On February 14, 2018, the trial court ordered Husband to file a Pa.R.A.P. 1925(b) statement of errors complained of on appeal. Husband filed his Rule 1925(b) statement on March 6, 2018. On March 23, 2018, the trial court issued a Rule 1925(a) opinion, relying on the reasoning set forth in its order of February 8, 2018, affirming its prior order of January 12, 2018.

Husband presents nine questions for this Court's review:

1. Whether [Wife's] attorney committed flagrant fraud upon the court which should have rendered the entire motion void[?]
2. Whether the Agreement allowed [Husband] to transfer 401k retirement funds by a type of transfer other than a QDRO without acting in bad faith or breaching the contract[?]
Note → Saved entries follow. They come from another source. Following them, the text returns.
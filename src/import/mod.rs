//! Statement import boundary
//!
//! Reads normalized statement records and hands them to the engine, which
//! skips ids it already knows.

pub mod csv;

pub use self::csv::{import_csv, parse_statement, ImportSummary, ParsedStatement, StatementRow};
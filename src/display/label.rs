//! Label display formatting
//!
//! Formats labels for terminal output in table and detail views.

use crate::engine::Engine;
use crate::models::{BudgetStatus, Label, YearMonth};

use super::truncate;

/// Format labels as a table with rule and assignment counts
pub fn format_label_list(engine: &Engine, labels: &[&Label]) -> String {
    if labels.is_empty() {
        return "No labels found.\n\nCreate one with 'labelbook label create <NAME>'.".to_string();
    }

    let name_width = labels
        .iter()
        .map(|l| l.name.chars().count())
        .max()
        .unwrap_or(4)
        .clamp(4, 30);

    let mut output = String::new();
    output.push_str(&format!(
        "{:<name_width$}  {:<8}  {:>5}  {:>5}  {:<12}  {}\n",
        "Name",
        "Type",
        "Rules",
        "Txns",
        "ID",
        "Alias",
        name_width = name_width,
    ));
    output.push_str(&format!(
        "{:-<name_width$}  {:-<8}  {:->5}  {:->5}  {:-<12}  {:-<10}\n",
        "",
        "",
        "",
        "",
        "",
        "",
        name_width = name_width,
    ));

    for label in labels {
        let assigned = engine.assignments().transactions_for(label.id).len();
        output.push_str(&format!(
            "{:<name_width$}  {:<8}  {:>5}  {:>5}  {:<12}  {}\n",
            truncate(&label.name, name_width),
            label.label_type,
            label.rules.len(),
            assigned,
            label.id,
            label.alias.as_deref().unwrap_or(""),
            name_width = name_width,
        ));
    }

    output
}

/// Format a label with its rules and current budget status
pub fn format_label_details(engine: &Engine, label: &Label) -> String {
    let mut output = String::new();

    output.push_str(&format!("Label: {}\n", label.name));
    output.push_str(&format!("  ID:      {}\n", label.id));
    output.push_str(&format!("  Type:    {}\n", label.label_type));
    if let Some(color) = &label.color {
        output.push_str(&format!("  Color:   {}\n", color));
    }
    if let Some(alias) = &label.alias {
        output.push_str(&format!("  Alias:   {}\n", alias));
    }

    let assignments = engine.assignments();
    let transactions = assignments.transactions_for(label.id);
    let manual = transactions
        .iter()
        .filter(|t| assignments.is_manual(t, label.id))
        .count();
    output.push_str(&format!(
        "  Assigned: {} transactions ({} manual)\n",
        transactions.len(),
        manual
    ));

    if let Ok(BudgetStatus::Budgeted {
        target,
        actual,
        remaining,
    }) = engine.budget_status(label.id, YearMonth::current())
    {
        output.push_str(&format!(
            "  Budget:  {} target, {} spent, {} remaining this month\n",
            target, actual, remaining
        ));
    }

    output.push_str("\nRules:\n");
    if label.rules.is_empty() {
        output.push_str("  (none; assigned manually only)\n");
    }
    for rule in &label.rules {
        output.push_str(&format!("  {}  {:<16} {}\n", rule.id, rule.name, rule.describe()));
    }

    output
}
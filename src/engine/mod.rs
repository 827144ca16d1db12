//! Classification engine
//!
//! `Engine` owns every collection: transactions, the label registry,
//! assignments, splits and budgets. All mutation goes through it so that
//! automatic assignments are recomputed synchronously after any change to the
//! registry or the transaction set, and the bucket cache is dropped after any
//! change at all.
//!
//! The engine performs no I/O. State enters through [`Engine::from_snapshot`]
//! and [`Engine::import_transactions`] and leaves through [`Engine::snapshot`].

pub mod aggregate;
pub mod budget;
pub mod classifier;
pub mod registry;
pub mod splits;

use std::cell::RefCell;
use std::collections::{BTreeMap, BTreeSet};

use serde::{Deserialize, Serialize};
use tracing::{debug, info, warn};

use crate::error::{LabelbookError, LabelbookResult};
use crate::models::{
    AccountId, Assignment, Assignments, Budget, BudgetStatus, DateRange, Label, LabelId,
    LabelType, MatchRule, Money, RuleId, Split, SplitId, Transaction, TransactionId, YearMonth,
};

pub use aggregate::{Contribution, MonthlyAmount, PeriodBuckets};
pub use budget::BudgetTracker;
pub use registry::{LabelRegistry, LabelUpdate};
pub use splits::SplitLedger;

/// Plain-data form of everything the engine does not derive
#[derive(Debug, Clone, Default, Serialize, Deserialize)]
pub struct Snapshot {
    #[serde(default)]
    pub transactions: Vec<Transaction>,
    #[serde(default)]
    pub labels: Vec<Label>,
    #[serde(default)]
    pub manual_assignments: Vec<Assignment>,
    #[serde(default)]
    pub splits: Vec<Split>,
    #[serde(default)]
    pub budgets: Vec<Budget>,
}

/// Outcome of feeding importer records to the engine
#[derive(Debug, Clone, Default, PartialEq, Eq)]
pub struct ImportReport {
    pub added: Vec<TransactionId>,
    pub duplicates: Vec<TransactionId>,
}

impl ImportReport {
    pub fn added_count(&self) -> usize {
        self.added.len()
    }

    pub fn duplicate_count(&self) -> usize {
        self.duplicates.len()
    }
}

#[derive(Debug, Default)]
pub struct Engine {
    transactions: BTreeMap<TransactionId, Transaction>,
    registry: LabelRegistry,
    assignments: Assignments,
    ledger: SplitLedger,
    budgets: BudgetTracker,
    buckets: RefCell<PeriodBuckets>,
    recompute_count: u64,
}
3. Whether the Equitable Distribution Agreement was a contract with unambiguous clauses which rendered it unmodifiable by the trial court under Pennsylvania contract law[?]

4. Whether actuary fees, interest, attorney's fees, or costs were contained in a Breach of Contract clause (or for any reason whatsoever) within the four corners of the Agreement[?]

5. Whether the trial court awarded attorney's fees, interest, and costs due to a Breach of Contract clause or for apparent contempt[?]

6. Whether the trial court improperly awarded sanctions, sua sponte, in Business Court without a hearing and without a motion for Summary Judgement by [Wife?]

7. Whether the trial court improperly calculated interest without a scintilla of evidence for IRA and 401k stock and mutual fund accounts which did not accrue interest[?]

8. Whether the trial court improperly awarded attorney's fees without a scintilla of evidence or without referencing a lodestar calculation[?]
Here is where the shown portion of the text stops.